CLERKSHIP: a course of clinical medical training in specialties such as paediatrics, internal medicine, or psychiatry


HIV (human immunodeficiency virus): a retrovirus spread between sexual partners, by infected needles, and from pregnant mothers to their unborn children. It breaks down the body’s defences and later causes AIDS. There are various strains of HIV, for example HIV-1, which is more easily transmitted than HIV-2.


MEDICAL ETHICS: the study of the rights and duties of doctors and patients, and everyone involved in or affected by this relationship


PROFESSOR EMERITUS: an honorary position given to a distinguished retired professor who continues to teach



Errol Walrond’s father, Arthur, served in World War II in the Barbados Second Contingent of the RAF alongside Errol Walton Barrow, who later became Barbados’ first Prime Minister. Sadly his dad was killed in combat. In 2008, a stamp was released to commemorate the Contingent.

Errol Walrond (Date of Birth: 19th Mar 1936)

Caribbean Icons in STI Vol 2

Professor Emeritus Errol Walrond began his medical career when there were few trained surgeons in Barbados. He practised general, chest and heart surgery and spent 45 years contributing to the progress of medicine in Barbados, writing over 100 publications on medical research, health policies and services, and medical ethics.

Errol Walrond, fondly known as Mickey, was born in Bridgetown, Barbados on 19th March, 1936. He attended Wesley Hall Primary School and Harrison College where he earned a Barbados Scholarship, with which he entered Guy’s Hospital Medical School in England. In his final year, the funding was cut. He had successfully completed his Bachelor of Science (BSc) in Anatomy by that time, so he supported himself by working while studying. He completed his medical degree in 1961 and became a Fellow of the Royal College of Surgeons in 1964.

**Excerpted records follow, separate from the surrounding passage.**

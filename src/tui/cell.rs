// Copyright (c) 2026 rezky_nightky

use crossterm::style::Color;

#[derive(Clone, Copy, Debug, PartialEq, Eq)]
pub struct Cell {
    pub ch: char,
    pub fg: Color,
    pub bg: Color,
}

impl Cell {
    pub const BLANK: Cell = Cell {
        ch: ' ',
        fg: Color::Reset,
        bg: Color::Reset,
    };

    pub fn glyph(ch: char, fg: Color, bg: Color) -> Self {
        Self { ch, fg, bg }
    }

    pub fn fill(bg: Color) -> Self {
        Self {
            ch: ' ',
            fg: Color::Reset,
            bg,
        }
    }
}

Dr Walrond returned to Barbados in 1965 as a Senior Surgical Registrar at the Queen Elizabeth Hospital and became a lecturer at The University of the West Indies (UWI), Mona, Jamaica in 1968. He returned to Barbados in 1974 and became a professor in 1977. Over a period of 25 years, he served as Vice Dean and Dean of the Faculty of Medicine at UWI, Cave Hill, Barbados. He expanded and improved the Faculty programmes. He extended the clerkship programme, allowing the entry of students from other UWI campuses into the programme, and providing more alternatives for students choosing elective courses. Graduates were also given more options for residency training in the hospitals and the Cave Hill Campus became the only UWI campus that trained doctors in emergency medicine for many years.

Professor Walrond was the first Chairman of the National Advisory Committee on AIDS in Barbados and served from 1987 to 1994. During this time, an HIV/AIDS information centre, a telephone hotline and an HIV/AIDS management team were established. His strategy to combat the spread of the virus used television, newspapers and radio to educate the public about the spread and impact of the disease.

In 2001, Professor Walrond retired and was given the title of Professor Emeritus. He became the Founding President of the Caribbean College of Surgeons, which seeks to set standards for surgeons in the practice of surgery and surgical education. In 2004, he served as the Chairman of the newly formed Caribbean Accreditation Authority for Education in Medicine and the Other Health Professions. In 2005, he released a book entitled Ethical Practice in Everyday Health Care.

He advises students to, “Make the best of what you have. It is you who make the place you live what you want it to be. Never let problems overwhelm you.”